Couldn't figure out what 1/8 was and how it equated itself in the final answer.

4) Thus,
P(A) = 1/3
P(B) = 2/7
P(C) = 1/8

Calculated for the following cases,

A B C
F NF NF
NF F NF
NF NF F

5) P(A) = 2/3 x P(B)
P(B) = 3/2 x P(A)
P(C) = 1/2 x 3/2 x P(A)

That's about as far as I got.

6) Set theory and its correlation with probability is lost on me here.

Regards,
AG

#### Plato

MHF Helper
In #1 you are simply asked “what is the probability that horse 1, 2 or 3 will win?”
With no ties that is simply $$\displaystyle \dfrac{1}{6}+\dfrac{1}{10}+ \dfrac{1}{8}$$.

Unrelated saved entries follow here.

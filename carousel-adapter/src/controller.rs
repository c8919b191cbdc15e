use alloc::vec::Vec;

use carousel::{
    Carousel, CarouselOptions, DisplayItem, DragMachine, DragOptions, FrameState, Metrics,
    PointerEvent,
};

use crate::product::{Product, ProductTab, sort_products};

/// A framework-neutral controller that wires the rotation owner and the drag
/// machine together for a storefront hero strip.
///
/// The hosting view drives it by calling:
/// - [`Self::set_products`] / [`Self::set_metrics`] / [`Self::set_tab`] when
///   data, layout or sorting change
/// - the four `on_pointer_*` entry points from the handlers bound to the
///   draggable surface
/// - [`Self::on_frame`] once per animation frame while [`Self::needs_frame`]
///   reports true
///
/// Released shifts never touch the offset directly: the drag machine returns
/// the proposal and this controller applies it to the carousel.
#[derive(Clone, Debug)]
pub struct Controller {
    carousel: Carousel<Product>,
    drag: DragMachine,
    metrics: Metrics,
    catalog: Vec<Product>,
    tab: ProductTab,
}

impl Controller {
    pub fn new(catalog: Vec<Product>, metrics: Metrics) -> Self {
        Self::with_drag_options(catalog, metrics, DragOptions::new())
    }

    pub fn with_drag_options(
        catalog: Vec<Product>,
        metrics: Metrics,
        drag_options: DragOptions,
    ) -> Self {
        let options = CarouselOptions::new(metrics.capacity, |p: &Product| p.id);
        let mut controller = Self {
            carousel: Carousel::new(Vec::new(), options),
            drag: DragMachine::new(drag_options),
            metrics,
            catalog,
            tab: ProductTab::default(),
        };
        controller.apply_catalog();
        controller
    }

    pub fn carousel(&self) -> &Carousel<Product> {
        &self.carousel
    }

    pub fn carousel_mut(&mut self) -> &mut Carousel<Product> {
        &mut self.carousel
    }

    pub fn drag(&self) -> &DragMachine {
        &self.drag
    }

    pub fn metrics(&self) -> Metrics {
        self.metrics
    }

    pub fn tab(&self) -> ProductTab {
        self.tab
    }

    /// Replaces the catalog. The active tab's ordering is reapplied.
    pub fn set_products(&mut self, catalog: Vec<Product>) {
        self.catalog = catalog;
        self.apply_catalog();
    }

    /// Applies fresh layout measurements (viewport capacity, card step).
    pub fn set_metrics(&mut self, metrics: Metrics) {
        self.metrics = metrics;
        self.carousel.set_capacity(metrics.capacity);
        self.sync_drag();
    }

    /// Switches the sort tab and reorders the strip from the kept catalog
    /// order, so switching back restores it.
    pub fn set_tab(&mut self, tab: ProductTab) {
        if self.tab == tab {
            return;
        }
        self.tab = tab;
        self.apply_catalog();
    }

    /// Starts a gesture. Returns `true` when the pointer was captured.
    pub fn on_pointer_down(&mut self, ev: &PointerEvent) -> bool {
        self.drag.pointer_down(ev)
    }

    pub fn on_pointer_move(&mut self, ev: &PointerEvent) {
        self.drag.pointer_move(ev);
    }

    pub fn on_pointer_up(&mut self, ev: &PointerEvent) {
        if let Some(shift) = self.drag.pointer_up(ev) {
            self.carousel.apply_shift(shift);
        }
    }

    pub fn on_pointer_cancel(&mut self, ev: &PointerEvent) {
        if let Some(shift) = self.drag.pointer_cancel(ev) {
            self.carousel.apply_shift(shift);
        }
    }

    pub fn needs_frame(&self) -> bool {
        self.drag.needs_frame()
    }

    pub fn on_frame(&mut self) {
        self.drag.on_frame();
    }

    /// The combined render-boundary snapshot for the current frame.
    pub fn frame_state(&self) -> FrameState {
        FrameState {
            rotation: self.carousel.rotation_state(),
            drag: self.drag.snapshot(),
        }
    }

    /// Whether the click pending after the last gesture should be cancelled.
    pub fn should_suppress_click(&self) -> bool {
        self.drag.should_suppress_click()
    }

    pub fn move_left(&mut self) {
        self.carousel.move_left();
    }

    pub fn move_right(&mut self) {
        self.carousel.move_right();
    }

    pub fn for_each_visible(&self, f: impl FnMut(&DisplayItem<Product>)) {
        self.carousel.for_each_visible(f);
    }

    pub fn collect_visible(&self, out: &mut Vec<DisplayItem<Product>>) {
        self.carousel.collect_visible(out);
    }

    /// Drops any in-flight gesture without emitting. Call on view teardown.
    pub fn reset_gesture(&mut self) {
        self.drag.reset();
    }

    fn apply_catalog(&mut self) {
        let mut items = self.catalog.clone();
        sort_products(&mut items, self.tab);
        self.carousel.set_items(items);
        self.sync_drag();
    }

    fn sync_drag(&mut self) {
        self.drag.set_enabled(self.carousel.loop_enabled());
        self.drag.set_card_step_px(self.metrics.card_step_px);
        self.drag.set_item_count(self.carousel.len());
    }
}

For #3 , find $$\displaystyle P(M\cup E)=P(M)+P(E)-P(M\cap E)$$.

#6. You have no business trying probability without knowing basic set theory.
$$\displaystyle P\left( {A' \cup B'} \right) = P\left( {A'} \right) + P\left( {B'} \right) - P\left( {A' \cap B'} \right)$$
$$\displaystyle = \left[ {1 - P(A)} \right] + \left[ {1 - P(B)} \right] - \left[ {1 - P(A \cup B)} \right]$$

• MrGray

#### MrGray

In #1 you are simply asked “what is the probability that horse 1, 2 or 3 will win?”
With no ties that is simply $$\displaystyle \dfrac{1}{6}+\dfrac{1}{10}+ \dfrac{1}{8}$$.

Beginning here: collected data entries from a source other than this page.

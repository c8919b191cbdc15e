/// A lightweight snapshot of the live drag preview: what a render layer reads
/// each frame to position and style the strip.
///
/// With `feature = "serde"`, this type implements `Serialize`/`Deserialize`.
#[derive(Clone, Copy, Debug, Default, PartialEq)]
#[cfg_attr(feature = "serde", derive(serde::Serialize, serde::Deserialize))]
pub struct DragSnapshot {
    /// Live preview shift in pixels while a gesture is active.
    pub drag_x: f64,
    pub is_dragging: bool,
    /// True for exactly one frame after a release, so the snap to the new
    /// rotation renders without a transition.
    pub is_settling: bool,
}

/// A lightweight snapshot of the rotation state.
///
/// With `feature = "serde"`, this type implements `Serialize`/`Deserialize`.
#[derive(Clone, Copy, Debug, Default, PartialEq, Eq)]
#[cfg_attr(feature = "serde", derive(serde::Serialize, serde::Deserialize))]
pub struct RotationState {
    pub offset: i64,
}

/// A combined render-boundary snapshot for one frame.
///
/// Useful for restoring UI state across frames or sessions without coupling
/// the engine to any specific UI framework.
#[derive(Clone, Copy, Debug, Default, PartialEq)]
#[cfg_attr(feature = "serde", derive(serde::Serialize, serde::Deserialize))]
pub struct FrameState {
    pub rotation: RotationState,
    pub drag: DragSnapshot,
}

For #3 , find $$\displaystyle P(M\cup E)=P(M)+P(E)-P(M\cap E)$$.

#6. You have no business trying probability without knowing basic set theory.
$$\displaystyle P\left( {A' \cup B'} \right) = P\left( {A'} \right) + P\left( {B'} \right) - P\left( {A' \cap B'} \right)$$
$$\displaystyle = \left[ {1 - P(A)} \right] + \left[ {1 - P(B)} \right] - \left[ {1 - P(A \cup B)} \right]$$
#1 - should have seen that, thanks.

#3 and #6 - understood. Guess I need to oil set theory.

Anything on #4 and #6?

#### mr fantastic

MHF Hall of Fame
#1 - should have seen that, thanks.

#3 and #6 - understood. Guess I need to oil set theory.

Anything on #4 and #6?
#6: You said in a previous post that you understood #6. What's changed?

#4: Use an appropriate formula for $$\displaystyle \Pr(A \cup B \cup C)$$ - sure to be somewhere in your class notes or textbook. In fact, all of these questions rely on your ability to translate the words into basic probaility statements and then manipulate and apply basic formulae. You are well-advised to go back and thoroughly review all this material, including working through worked examples.

In future, please don't post more than two questions in a thread. Otherwise the thread can get convoluted and difficult to follow. It is better for forum organization and better for you to get your questions answered in a more timely manner if you start new threads as necessary for remaining questions. eg. If you have five questions, post two of them in two threads and start a new thread for the remaining one etc.

And if the question has more than two parts to it, it is best to post only that question and its parts in the thread and start a new thread for other questions.

#### MrGray

#6: You said in a previous post that you understood #6. What's changed?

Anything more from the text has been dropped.